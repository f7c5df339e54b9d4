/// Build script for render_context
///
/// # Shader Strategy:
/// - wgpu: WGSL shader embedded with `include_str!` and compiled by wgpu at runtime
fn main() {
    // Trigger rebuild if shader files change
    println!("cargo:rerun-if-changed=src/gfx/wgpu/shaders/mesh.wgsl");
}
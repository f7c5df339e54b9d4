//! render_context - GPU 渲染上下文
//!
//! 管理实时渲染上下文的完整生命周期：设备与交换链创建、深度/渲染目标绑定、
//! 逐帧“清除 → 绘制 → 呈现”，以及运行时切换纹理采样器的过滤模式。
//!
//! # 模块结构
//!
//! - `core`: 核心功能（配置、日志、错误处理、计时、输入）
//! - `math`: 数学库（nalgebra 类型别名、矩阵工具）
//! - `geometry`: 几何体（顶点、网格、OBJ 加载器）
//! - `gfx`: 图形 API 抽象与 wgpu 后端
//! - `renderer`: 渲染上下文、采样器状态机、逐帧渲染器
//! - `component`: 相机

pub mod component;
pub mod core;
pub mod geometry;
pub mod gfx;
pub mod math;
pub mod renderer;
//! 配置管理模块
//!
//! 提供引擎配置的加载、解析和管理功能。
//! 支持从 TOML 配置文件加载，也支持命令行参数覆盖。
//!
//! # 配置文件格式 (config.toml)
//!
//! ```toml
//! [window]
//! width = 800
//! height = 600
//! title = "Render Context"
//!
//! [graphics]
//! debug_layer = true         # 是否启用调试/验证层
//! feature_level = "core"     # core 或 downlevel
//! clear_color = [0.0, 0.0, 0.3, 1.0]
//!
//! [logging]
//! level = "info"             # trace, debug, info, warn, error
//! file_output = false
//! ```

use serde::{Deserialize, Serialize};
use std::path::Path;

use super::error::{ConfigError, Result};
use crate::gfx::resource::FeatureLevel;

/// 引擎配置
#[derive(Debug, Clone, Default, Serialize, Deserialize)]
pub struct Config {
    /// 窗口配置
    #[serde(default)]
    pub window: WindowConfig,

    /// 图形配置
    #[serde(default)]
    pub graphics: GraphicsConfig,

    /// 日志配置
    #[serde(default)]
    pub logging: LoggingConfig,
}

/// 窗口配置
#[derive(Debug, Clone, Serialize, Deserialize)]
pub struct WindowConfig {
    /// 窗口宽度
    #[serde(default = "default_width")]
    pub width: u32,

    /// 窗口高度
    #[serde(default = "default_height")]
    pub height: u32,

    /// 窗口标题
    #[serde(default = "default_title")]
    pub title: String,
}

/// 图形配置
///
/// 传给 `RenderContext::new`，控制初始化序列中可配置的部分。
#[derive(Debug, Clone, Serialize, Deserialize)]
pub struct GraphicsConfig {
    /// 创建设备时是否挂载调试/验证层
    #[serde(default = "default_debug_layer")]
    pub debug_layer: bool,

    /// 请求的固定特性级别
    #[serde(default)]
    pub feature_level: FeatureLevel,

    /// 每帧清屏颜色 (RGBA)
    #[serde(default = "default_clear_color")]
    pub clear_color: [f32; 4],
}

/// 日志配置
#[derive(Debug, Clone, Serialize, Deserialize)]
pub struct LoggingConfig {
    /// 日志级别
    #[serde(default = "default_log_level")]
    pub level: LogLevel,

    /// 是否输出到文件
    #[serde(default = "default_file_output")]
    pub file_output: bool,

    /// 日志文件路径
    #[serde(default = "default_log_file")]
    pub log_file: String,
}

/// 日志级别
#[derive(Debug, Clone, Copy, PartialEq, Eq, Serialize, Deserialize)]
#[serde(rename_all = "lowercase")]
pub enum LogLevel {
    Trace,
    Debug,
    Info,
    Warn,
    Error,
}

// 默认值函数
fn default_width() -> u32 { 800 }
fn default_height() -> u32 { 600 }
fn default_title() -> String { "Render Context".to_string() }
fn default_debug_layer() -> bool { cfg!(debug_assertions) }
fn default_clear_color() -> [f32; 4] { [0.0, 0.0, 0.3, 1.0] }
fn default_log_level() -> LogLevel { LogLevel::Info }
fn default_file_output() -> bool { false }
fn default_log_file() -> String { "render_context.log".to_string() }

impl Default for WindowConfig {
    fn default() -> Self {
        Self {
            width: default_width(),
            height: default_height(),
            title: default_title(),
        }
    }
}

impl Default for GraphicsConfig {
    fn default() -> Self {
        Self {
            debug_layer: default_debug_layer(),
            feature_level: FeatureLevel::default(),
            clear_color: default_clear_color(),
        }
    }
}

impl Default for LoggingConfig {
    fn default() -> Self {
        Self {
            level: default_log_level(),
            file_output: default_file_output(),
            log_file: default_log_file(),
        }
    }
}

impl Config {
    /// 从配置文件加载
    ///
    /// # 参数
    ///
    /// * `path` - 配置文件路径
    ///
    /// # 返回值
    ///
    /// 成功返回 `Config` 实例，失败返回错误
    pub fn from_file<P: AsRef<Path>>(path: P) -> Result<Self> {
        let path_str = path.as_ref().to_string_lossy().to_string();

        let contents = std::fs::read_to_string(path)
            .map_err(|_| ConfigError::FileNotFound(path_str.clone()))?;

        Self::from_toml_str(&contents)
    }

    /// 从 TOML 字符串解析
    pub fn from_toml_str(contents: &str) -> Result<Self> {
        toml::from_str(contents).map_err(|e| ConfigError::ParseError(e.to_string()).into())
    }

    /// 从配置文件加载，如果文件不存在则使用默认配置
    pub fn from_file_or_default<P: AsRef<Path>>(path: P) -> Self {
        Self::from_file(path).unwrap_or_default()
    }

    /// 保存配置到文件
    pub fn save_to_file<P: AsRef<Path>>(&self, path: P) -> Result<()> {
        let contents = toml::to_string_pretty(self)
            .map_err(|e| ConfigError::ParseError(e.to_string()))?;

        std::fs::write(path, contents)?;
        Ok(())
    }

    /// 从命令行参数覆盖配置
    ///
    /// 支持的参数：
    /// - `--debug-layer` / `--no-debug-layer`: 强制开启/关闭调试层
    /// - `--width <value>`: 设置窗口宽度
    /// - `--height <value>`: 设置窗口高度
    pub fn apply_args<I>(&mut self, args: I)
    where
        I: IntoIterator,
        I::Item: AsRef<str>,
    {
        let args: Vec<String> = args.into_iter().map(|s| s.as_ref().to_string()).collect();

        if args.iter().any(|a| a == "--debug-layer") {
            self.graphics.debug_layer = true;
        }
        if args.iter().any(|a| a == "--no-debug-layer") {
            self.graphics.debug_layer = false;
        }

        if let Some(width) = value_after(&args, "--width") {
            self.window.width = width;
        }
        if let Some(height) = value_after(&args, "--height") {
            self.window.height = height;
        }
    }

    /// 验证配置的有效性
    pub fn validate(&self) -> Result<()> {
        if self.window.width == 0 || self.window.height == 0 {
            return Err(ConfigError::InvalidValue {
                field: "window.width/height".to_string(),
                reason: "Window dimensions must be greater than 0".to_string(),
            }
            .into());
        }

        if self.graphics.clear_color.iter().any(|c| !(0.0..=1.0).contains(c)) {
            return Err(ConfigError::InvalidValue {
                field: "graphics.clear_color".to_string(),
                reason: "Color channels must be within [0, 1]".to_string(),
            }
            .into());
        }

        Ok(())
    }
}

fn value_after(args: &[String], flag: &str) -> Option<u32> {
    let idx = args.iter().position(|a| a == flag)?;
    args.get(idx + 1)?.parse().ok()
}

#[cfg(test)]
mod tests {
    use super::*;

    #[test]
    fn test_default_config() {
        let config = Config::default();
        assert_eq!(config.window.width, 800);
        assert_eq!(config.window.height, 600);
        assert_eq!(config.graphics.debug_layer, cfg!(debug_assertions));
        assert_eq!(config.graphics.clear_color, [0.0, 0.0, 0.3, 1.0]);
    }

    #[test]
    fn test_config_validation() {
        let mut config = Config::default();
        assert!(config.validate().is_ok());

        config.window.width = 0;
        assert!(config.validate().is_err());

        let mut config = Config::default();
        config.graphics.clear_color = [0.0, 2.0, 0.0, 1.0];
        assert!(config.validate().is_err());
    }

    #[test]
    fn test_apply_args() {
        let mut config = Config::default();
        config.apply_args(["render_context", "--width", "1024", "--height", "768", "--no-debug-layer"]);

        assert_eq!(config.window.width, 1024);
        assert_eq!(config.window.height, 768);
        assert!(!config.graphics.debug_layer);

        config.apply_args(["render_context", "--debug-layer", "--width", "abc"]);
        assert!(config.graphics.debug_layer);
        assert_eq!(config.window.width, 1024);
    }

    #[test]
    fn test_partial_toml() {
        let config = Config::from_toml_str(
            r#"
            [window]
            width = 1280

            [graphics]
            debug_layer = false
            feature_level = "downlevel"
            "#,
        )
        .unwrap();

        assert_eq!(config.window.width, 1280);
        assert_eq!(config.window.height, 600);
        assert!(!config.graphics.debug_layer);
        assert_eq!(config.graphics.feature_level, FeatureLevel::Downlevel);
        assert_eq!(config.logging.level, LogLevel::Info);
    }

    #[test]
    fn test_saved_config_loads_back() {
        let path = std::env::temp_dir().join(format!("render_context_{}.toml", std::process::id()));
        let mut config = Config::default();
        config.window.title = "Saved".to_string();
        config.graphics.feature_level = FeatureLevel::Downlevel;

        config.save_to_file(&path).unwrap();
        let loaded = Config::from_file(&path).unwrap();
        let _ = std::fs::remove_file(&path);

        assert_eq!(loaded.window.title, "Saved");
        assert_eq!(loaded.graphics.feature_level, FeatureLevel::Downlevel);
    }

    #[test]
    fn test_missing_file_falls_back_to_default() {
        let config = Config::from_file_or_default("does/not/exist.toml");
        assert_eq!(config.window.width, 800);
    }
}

◇ ◇ ◇

__WORK REQUEST__
Could you retype exactly the lines above, starting at the line that contains "pub fn apply_args<I>(&mut self, args: I)" and ending at the line that contains "fn value_after(args: &[String], flag: &str)", and nothing more?

__EXPECTED ANSWER__
    pub fn apply_args<I>(&mut self, args: I)
    where
        I: IntoIterator,
        I::Item: AsRef<str>,
    {
        let args: Vec<String> = args.into_iter().map(|s| s.as_ref().to_string()).collect();

        if args.iter().any(|a| a == "--debug-layer") {
            self.graphics.debug_layer = true;
        }
        if args.iter().any(|a| a == "--no-debug-layer") {
            self.graphics.debug_layer = false;
        }

        if let Some(width) = value_after(&args, "--width") {
            self.window.width = width;
        }
        if let Some(height) = value_after(&args, "--height") {
            self.window.height = height;
        }
    }

    /// 验证配置的有效性
    pub fn validate(&self) -> Result<()> {
        if self.window.width == 0 || self.window.height == 0 {
            return Err(ConfigError::InvalidValue {
                field: "window.width/height".to_string(),
                reason: "Window dimensions must be greater than 0".to_string(),
            }
            .into());
        }

        if self.graphics.clear_color.iter().any(|c| !(0.0..=1.0).contains(c)) {
            return Err(ConfigError::InvalidValue {
                field: "graphics.clear_color".to_string(),
                reason: "Color channels must be within [0, 1]".to_string(),
            }
            .into());
        }

        Ok(())
    }
}

fn value_after(args: &[String], flag: &str) -> Option<u32> {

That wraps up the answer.